#### The task
Every entry must be duplicated word for word.

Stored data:
BEGIN

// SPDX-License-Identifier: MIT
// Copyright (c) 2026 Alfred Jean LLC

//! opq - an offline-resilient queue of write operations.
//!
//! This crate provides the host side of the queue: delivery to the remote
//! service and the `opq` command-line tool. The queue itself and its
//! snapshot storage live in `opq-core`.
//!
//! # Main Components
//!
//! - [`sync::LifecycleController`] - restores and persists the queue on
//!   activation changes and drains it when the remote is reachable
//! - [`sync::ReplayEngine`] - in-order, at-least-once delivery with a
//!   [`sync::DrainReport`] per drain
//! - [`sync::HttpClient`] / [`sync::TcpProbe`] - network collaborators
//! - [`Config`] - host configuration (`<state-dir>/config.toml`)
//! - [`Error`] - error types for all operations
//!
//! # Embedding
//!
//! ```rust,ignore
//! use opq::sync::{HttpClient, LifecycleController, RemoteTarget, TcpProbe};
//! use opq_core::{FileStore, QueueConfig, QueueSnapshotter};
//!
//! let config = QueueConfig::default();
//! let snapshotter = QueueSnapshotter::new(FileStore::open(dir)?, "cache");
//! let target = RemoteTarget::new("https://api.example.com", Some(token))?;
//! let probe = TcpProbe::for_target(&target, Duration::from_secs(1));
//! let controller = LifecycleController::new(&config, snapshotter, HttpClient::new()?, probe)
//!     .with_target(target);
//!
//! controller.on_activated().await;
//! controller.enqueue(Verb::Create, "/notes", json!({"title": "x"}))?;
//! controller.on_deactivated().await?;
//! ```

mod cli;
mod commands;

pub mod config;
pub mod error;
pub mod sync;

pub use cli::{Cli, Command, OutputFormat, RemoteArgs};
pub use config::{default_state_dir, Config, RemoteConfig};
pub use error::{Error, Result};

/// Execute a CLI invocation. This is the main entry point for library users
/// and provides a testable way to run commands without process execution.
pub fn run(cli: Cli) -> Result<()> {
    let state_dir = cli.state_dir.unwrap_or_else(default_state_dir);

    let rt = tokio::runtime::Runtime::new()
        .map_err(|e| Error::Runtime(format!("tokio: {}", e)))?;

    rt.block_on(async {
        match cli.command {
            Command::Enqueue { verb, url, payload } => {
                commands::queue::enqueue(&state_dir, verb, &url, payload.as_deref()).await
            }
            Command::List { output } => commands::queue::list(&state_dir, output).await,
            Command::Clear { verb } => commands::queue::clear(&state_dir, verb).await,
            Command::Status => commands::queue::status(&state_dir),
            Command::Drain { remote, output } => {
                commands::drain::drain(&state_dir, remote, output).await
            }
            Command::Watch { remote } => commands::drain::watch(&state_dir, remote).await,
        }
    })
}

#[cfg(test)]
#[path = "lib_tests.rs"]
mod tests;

END

#### Answer
// SPDX-License-Identifier: MIT
// Copyright (c) 2026 Alfred Jean LLC

//! opq - an offline-resilient queue of write operations.
//!
//! This crate provides the host side of the queue: delivery to the remote
//! service and the `opq` command-line tool. The queue itself and its
//! snapshot storage live in `opq-core`.
//!
//! # Main Components
//!
//! - [`sync::LifecycleController`] - restores and persists the queue on
//!   activation changes and drains it when the remote is reachable
//! - [`sync::ReplayEngine`] - in-order, at-least-once delivery with a
//!   [`sync::DrainReport`] per drain
//! - [`sync::HttpClient`] / [`sync::TcpProbe`] - network collaborators
//! - [`Config`] - host configuration (`<state-dir>/config.toml`)
//! - [`Error`] - error types for all operations
//!
//! # Embedding
//!
//! ```rust,ignore
//! use opq::sync::{HttpClient, LifecycleController, RemoteTarget, TcpProbe};
//! use opq_core::{FileStore, QueueConfig, QueueSnapshotter};
//!
//! let config = QueueConfig::default();
//! let snapshotter = QueueSnapshotter::new(FileStore::open(dir)?, "cache");
//! let target = RemoteTarget::new("https://api.example.com", Some(token))?;
//! let probe = TcpProbe::for_target(&target, Duration::from_secs(1));
//! let controller = LifecycleController::new(&config, snapshotter, HttpClient::new()?, probe)
//!     .with_target(target);
//!
//! controller.on_activated().await;
//! controller.enqueue(Verb::Create, "/notes", json!({"title": "x"}))?;
//! controller.on_deactivated().await?;
//! ```

mod cli;
mod commands;

pub mod config;
pub mod error;
pub mod sync;

pub use cli::{Cli, Command, OutputFormat, RemoteArgs};
pub use config::{default_state_dir, Config, RemoteConfig};
pub use error::{Error, Result};

/// Execute a CLI invocation. This is the main entry point for library users
/// and provides a testable way to run commands without process execution.
pub fn run(cli: Cli) -> Result<()> {
    let state_dir = cli.state_dir.unwrap_or_else(default_state_dir);

    let rt = tokio::runtime::Runtime::new()
        .map_err(|e| Error::Runtime(format!("tokio: {}", e)))?;

    rt.block_on(async {
        match cli.command {
            Command::Enqueue { verb, url, payload } => {
                commands::queue::enqueue(&state_dir, verb, &url, payload.as_deref()).await
            }
            Command::List { output } => commands::queue::list(&state_dir, output).await,
            Command::Clear { verb } => commands::queue::clear(&state_dir, verb).await,
            Command::Status => commands::queue::status(&state_dir),
            Command::Drain { remote, output } => {
                commands::drain::drain(&state_dir, remote, output).await
            }
            Command::Watch { remote } => commands::drain::watch(&state_dir, remote).await,
        }
    })
}

#[cfg(test)]
#[path = "lib_tests.rs"]
mod tests;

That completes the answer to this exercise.